→ **YOUR GOAL**: Exactly reproduce the lines from the line containing "performed, when present." to the end of the data below, inclusive, and nothing else.

→ **MATERIAL TO PROCESS**:
BEGIN
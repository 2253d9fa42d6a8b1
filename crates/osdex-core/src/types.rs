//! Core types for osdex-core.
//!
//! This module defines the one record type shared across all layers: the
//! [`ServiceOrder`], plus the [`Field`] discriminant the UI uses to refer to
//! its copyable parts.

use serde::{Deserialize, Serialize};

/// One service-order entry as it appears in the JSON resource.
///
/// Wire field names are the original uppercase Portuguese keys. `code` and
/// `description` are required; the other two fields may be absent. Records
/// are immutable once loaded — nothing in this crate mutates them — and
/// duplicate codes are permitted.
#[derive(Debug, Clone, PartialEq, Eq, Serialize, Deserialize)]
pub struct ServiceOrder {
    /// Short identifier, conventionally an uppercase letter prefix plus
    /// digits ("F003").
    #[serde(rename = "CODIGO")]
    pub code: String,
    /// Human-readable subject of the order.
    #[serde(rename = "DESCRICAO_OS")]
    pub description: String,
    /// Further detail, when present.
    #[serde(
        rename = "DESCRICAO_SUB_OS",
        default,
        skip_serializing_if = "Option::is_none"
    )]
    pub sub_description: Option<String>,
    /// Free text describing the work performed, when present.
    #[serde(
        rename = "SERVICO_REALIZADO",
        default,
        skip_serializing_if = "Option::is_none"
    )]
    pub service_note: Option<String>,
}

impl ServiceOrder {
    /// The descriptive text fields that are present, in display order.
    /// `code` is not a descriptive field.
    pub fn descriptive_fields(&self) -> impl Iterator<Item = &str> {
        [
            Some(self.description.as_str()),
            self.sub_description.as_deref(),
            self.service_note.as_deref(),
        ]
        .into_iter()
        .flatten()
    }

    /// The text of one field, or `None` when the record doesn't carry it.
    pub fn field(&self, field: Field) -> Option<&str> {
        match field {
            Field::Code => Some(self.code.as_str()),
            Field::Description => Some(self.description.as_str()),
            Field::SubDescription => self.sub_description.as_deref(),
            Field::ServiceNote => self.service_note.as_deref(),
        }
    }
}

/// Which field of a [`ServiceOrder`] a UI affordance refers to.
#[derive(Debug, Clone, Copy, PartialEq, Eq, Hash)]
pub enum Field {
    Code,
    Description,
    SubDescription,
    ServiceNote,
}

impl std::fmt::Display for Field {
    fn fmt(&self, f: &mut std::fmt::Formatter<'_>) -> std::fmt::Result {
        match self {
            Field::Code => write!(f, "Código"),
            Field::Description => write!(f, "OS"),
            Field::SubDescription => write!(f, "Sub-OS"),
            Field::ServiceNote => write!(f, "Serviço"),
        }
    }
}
END
→ **OUTPUT OF THE TASK**:
    /// Free text describing the work performed, when present.
    #[serde(
        rename = "SERVICO_REALIZADO",
        default,
        skip_serializing_if = "Option::is_none"
    )]
    pub service_note: Option<String>,
}

impl ServiceOrder {
    /// The descriptive text fields that are present, in display order.
    /// `code` is not a descriptive field.
    pub fn descriptive_fields(&self) -> impl Iterator<Item = &str> {
        [
            Some(self.description.as_str()),
            self.sub_description.as_deref(),
            self.service_note.as_deref(),
        ]
        .into_iter()
        .flatten()
    }

    /// The text of one field, or `None` when the record doesn't carry it.
    pub fn field(&self, field: Field) -> Option<&str> {
        match field {
            Field::Code => Some(self.code.as_str()),
            Field::Description => Some(self.description.as_str()),
            Field::SubDescription => self.sub_description.as_deref(),
            Field::ServiceNote => self.service_note.as_deref(),
        }
    }
}

/// Which field of a [`ServiceOrder`] a UI affordance refers to.
#[derive(Debug, Clone, Copy, PartialEq, Eq, Hash)]
pub enum Field {
    Code,
    Description,
    SubDescription,
    ServiceNote,
}

impl std::fmt::Display for Field {
    fn fmt(&self, f: &mut std::fmt::Formatter<'_>) -> std::fmt::Result {
        match self {
            Field::Code => write!(f, "Código"),
            Field::Description => write!(f, "OS"),
            Field::SubDescription => write!(f, "Sub-OS"),
            Field::ServiceNote => write!(f, "Serviço"),
        }
    }
}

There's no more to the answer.